======== Material for this exercise ========

//! Pose projection: arc-length + lane offset to pixel placement
//!
//! Pure functions of the race state. Nothing here feeds back into physics.

use bytemuck::{Pod, Zeroable};
use glam::Vec2;
use serde::{Deserialize, Serialize};

use super::arc::CornerArc;
use super::state::RaceState;
use super::track::TrackLoop;

/// Renderable pose of one car, laid out for direct upload to a host renderer
#[repr(C)]
#[derive(Debug, Clone, Copy, PartialEq, Pod, Zeroable, Serialize, Deserialize)]
pub struct CarPose {
    pub id: u32,
    pub x: f32,
    pub y: f32,
    pub heading_deg: f32,
    pub lap_count: u32,
    /// Laps times loop length plus position
    pub progress: f32,
    /// RGBA
    pub color_tag: u32,
}

/// Centerline point and heading (radians) at arc-length `s`
pub fn centerline(track: &TrackLoop, cell_size: f32, s: f32) -> (Vec2, f32) {
    let (k, frac) = track.locate(s);
    let segment = track.segment(k);
    let center = track.cell_center(segment.cell, cell_size);

    if segment.is_corner() {
        let arc = CornerArc::for_segment(segment, center, cell_size);
        return (arc.point_at(frac), arc.heading_at(frac));
    }

    let half = cell_size * 0.5;
    let from = center - segment.entry.vec() * half;
    let to = center + segment.exit.vec() * half;
    (from.lerp(to, frac), segment.exit.angle())
}

/// Left-hand normal of a heading; +lane is to the right of travel in screen space
#[inline]
pub fn lane_normal(heading: f32) -> Vec2 {
    Vec2::new(-heading.sin(), heading.cos())
}

/// Pixel position and heading of one car, lane offset applied
pub fn project(state: &RaceState, car: usize) -> (Vec2, f32) {
    let (point, heading) = centerline(&state.track, state.cell_size, state.s[car]);
    let offset = state.lane[car] * state.tuning.lane_width * state.cell_size;
    (point + lane_normal(heading) * offset, heading)
}

/// Recompute every car's render placement from `s` and lane
pub fn refresh(state: &mut RaceState) {
    for car in 0..state.len() {
        let (pos, heading) = project(state, car);
        state.pos[car] = pos;
        state.heading[car] = heading;
    }
}

/// Copy the current placement of every car into `out`, in slot order
pub fn publish_into(state: &RaceState, out: &mut Vec<CarPose>) {
    out.clear();
    out.extend((0..state.len()).map(|car| CarPose {
        id: state.ids[car],
        x: state.pos[car].x,
        y: state.pos[car].y,
        heading_deg: state.heading[car].to_degrees(),
        lap_count: state.laps[car],
        progress: state.progress(car),
        color_tag: state.colors[car],
    }));
    log::trace!("Published {} poses at tick {}", out.len(), state.time_ticks);
}
//! Overtake arbitration
//!
//! Each car runs a small state machine (None -> Out -> Hold -> Back -> None).
//! A follower locks the car it is passing onto its lock stack; passing
//! several cars in a row pushes each new target. A leader can be passed on
//! both sides at once, one follower per side.

use super::state::{OvertakePhase, RaceState};
use crate::consts::MAX_FIELD;

const RIGHT: u8 = 0b01;
const LEFT: u8 = 0b10;

/// Occupancy bit for a passing side
#[inline]
fn side_bit(side: i8) -> u8 {
    if side >= 0 { RIGHT } else { LEFT }
}

/// Even ids pass on the right by default, odd ids on the left
#[inline]
pub fn preferred_side(id: u32) -> i8 {
    if id % 2 == 0 { 1 } else { -1 }
}

/// Pick a side that nobody is using on the leader yet
fn choose_side(id: u32, taken: u8) -> Option<i8> {
    let pref = preferred_side(id);
    [pref, -pref]
        .into_iter()
        .find(|&side| taken & side_bit(side) == 0)
}

/// A car can be targeted only while it is not in a maneuver of its own
#[inline]
fn is_free(state: &RaceState, car: usize) -> bool {
    state.phase[car] == OvertakePhase::None && state.locks[car].is_empty()
}

/// Which sides of each car are occupied by an active pass
fn occupied_sides(state: &RaceState) -> [u8; MAX_FIELD] {
    let mut sides = [0u8; MAX_FIELD];
    for car in 0..state.len() {
        if !state.phase[car].is_passing() {
            continue;
        }
        if let Some(target) = state.locks[car].top() {
            sides[target] |= side_bit(state.side[car]);
        }
    }
    sides
}

/// Clear lock stacks that point past the end of the field
fn drop_dangling_locks(state: &mut RaceState) {
    let n = state.len();
    for car in 0..n {
        let dangling = state.locks[car].as_slice().iter().any(|&c| c as usize >= n);
        if !dangling {
            continue;
        }
        log::warn!(
            "Car {} held a lock on a missing car ({:?}), clearing",
            state.ids[car],
            state.locks[car].as_slice()
        );
        state.locks[car].clear();
        if state.phase[car].is_passing() {
            state.phase[car] = OvertakePhase::Back;
        }
    }
}

fn abort(state: &mut RaceState, car: usize, sides: &mut [u8; MAX_FIELD]) {
    if let Some(target) = state.locks[car].top() {
        sides[target] &= !side_bit(state.side[car]);
    }
    log::warn!(
        "Car {} overtake timed out after {:.2}s in {:?}, returning to line",
        state.ids[car],
        state.overtake_time[car],
        state.phase[car]
    );
    state.locks[car].clear();
    state.phase[car] = OvertakePhase::Back;
}

/// NONE -> OUT when closing fast on a free car ahead
fn try_start(state: &mut RaceState, car: usize, sides: &mut [u8; MAX_FIELD]) {
    let t = &state.tuning;
    let Some((ahead, gap)) = state.car_ahead(car) else {
        return;
    };
    if gap >= t.overtake_trigger_gap
        || state.v[car] - state.v[ahead] <= t.overtake_min_advantage
        || sides[car] != 0
        || !is_free(state, ahead)
    {
        return;
    }
    let Some(side) = choose_side(state.ids[car], sides[ahead]) else {
        return;
    };
    if !state.locks[car].push(ahead) {
        return;
    }

    sides[ahead] |= side_bit(side);
    state.phase[car] = OvertakePhase::Out;
    state.side[car] = side;
    state.overtake_time[car] = 0.0;
    log::debug!(
        "Car {} pulls out to pass car {} on side {:+} (gap {:.2})",
        state.ids[car],
        state.ids[ahead],
        side,
        gap
    );
}

/// HOLD: once clear of the target, chain onto the next car or head back
fn hold(state: &mut RaceState, car: usize, sides: &mut [u8; MAX_FIELD]) {
    let t = &state.tuning;
    let Some(target) = state.locks[car].top() else {
        state.phase[car] = OvertakePhase::Back;
        return;
    };
    let cleared = state.track.signed_offset(state.s[car], state.s[target]) > t.car_length;
    if !cleared {
        return;
    }

    let bit = side_bit(state.side[car]);
    let ahead = state.car_ahead(car);
    if let Some((next, gap)) = ahead {
        let chain = gap < t.overtake_trigger_gap
            && !state.locks[car].contains(next)
            && is_free(state, next)
            && sides[next] & bit == 0;
        if chain {
            sides[target] &= !bit;
            if state.locks[car].push(next) {
                sides[next] |= bit;
                log::debug!(
                    "Car {} cleared car {}, chaining onto car {}",
                    state.ids[car],
                    state.ids[target],
                    state.ids[next]
                );
            } else {
                state.phase[car] = OvertakePhase::Back;
            }
            return;
        }
        if gap <= t.overtake_clear_margin {
            return;
        }
    }

    sides[target] &= !bit;
    state.phase[car] = OvertakePhase::Back;
    log::debug!(
        "Car {} cleared car {}, moving back",
        state.ids[car],
        state.ids[target]
    );
}

/// BACK -> NONE once near the centerline and no longer alongside the last target
fn settle(state: &mut RaceState, car: usize) {
    let t = &state.tuning;
    let alongside = state.locks[car].top().is_some_and(|target| {
        state.track.signed_offset(state.s[car], state.s[target]).abs() < t.car_length
    });
    if state.lane[car].abs() < t.overtake_settle_lane && !alongside {
        finish_maneuver(state, car);
    }
}

fn finish_maneuver(state: &mut RaceState, car: usize) {
    log::debug!(
        "Car {} back on the line after {:.2}s",
        state.ids[car],
        state.overtake_time[car]
    );
    state.phase[car] = OvertakePhase::None;
    state.locks[car].clear();
    state.side[car] = 0;
    state.overtake_time[car] = 0.0;
}

/// Advance every car's overtake state machine by one tick
pub fn arbitrate(state: &mut RaceState, dt: f32) {
    drop_dangling_locks(state);
    let mut sides = occupied_sides(state);
    let max = state.tuning.overtake_max_duration;
    let out_limit = max - state.tuning.overtake_back_grace;

    for car in 0..state.len() {
        if state.phase[car] != OvertakePhase::None {
            state.overtake_time[car] += dt;
        }

        match state.phase[car] {
            OvertakePhase::None => try_start(state, car, &mut sides),
            OvertakePhase::Out | OvertakePhase::Hold if state.overtake_time[car] > out_limit => {
                abort(state, car, &mut sides);
            }
            OvertakePhase::Out => {
                let reached = state.lane[car] * state.side[car] as f32;
                if reached >= state.tuning.overtake_hold_fraction {
                    state.phase[car] = OvertakePhase::Hold;
                    log::debug!("Car {} alongside, holding", state.ids[car]);
                }
            }
            OvertakePhase::Hold => hold(state, car, &mut sides),
            OvertakePhase::Back if state.overtake_time[car] > max => {
                log::warn!(
                    "Car {} stuck returning to line for {:.2}s, forcing settle",
                    state.ids[car],
                    state.overtake_time[car]
                );
                finish_maneuver(state, car);
            }
            OvertakePhase::Back => settle(state, car),
        }
    }
}
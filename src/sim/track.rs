//! Track grid and closed-loop construction
//!
//! A track is painted on a grid of cells. Every track cell must touch exactly
//! two other track cells (4-connectivity), and all of them together must form
//! one closed loop. The loop is the order cars drive the cells in.

use glam::Vec2;
use serde::{Deserialize, Serialize};

use crate::error::TrackError;

/// What a grid cell holds
#[derive(Debug, Clone, Copy, PartialEq, Eq, Default, Serialize, Deserialize)]
#[serde(rename_all = "lowercase")]
pub enum CellKind {
    Track,
    Infield,
    #[default]
    Open,
}

impl CellKind {
    pub fn from_char(ch: char) -> Option<Self> {
        match ch {
            '#' => Some(CellKind::Track),
            'i' | 'I' => Some(CellKind::Infield),
            '.' => Some(CellKind::Open),
            _ => None,
        }
    }
}

/// Row-major grid of cell kinds
#[derive(Debug, Clone, PartialEq, Eq, Serialize, Deserialize)]
pub struct TrackGrid {
    pub width: usize,
    pub cells: Vec<CellKind>,
}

========

**What needs to be done**
For the string "derive", work out how many lines of the entries contain it and reply with that number alone.

**Result for this exercise**
3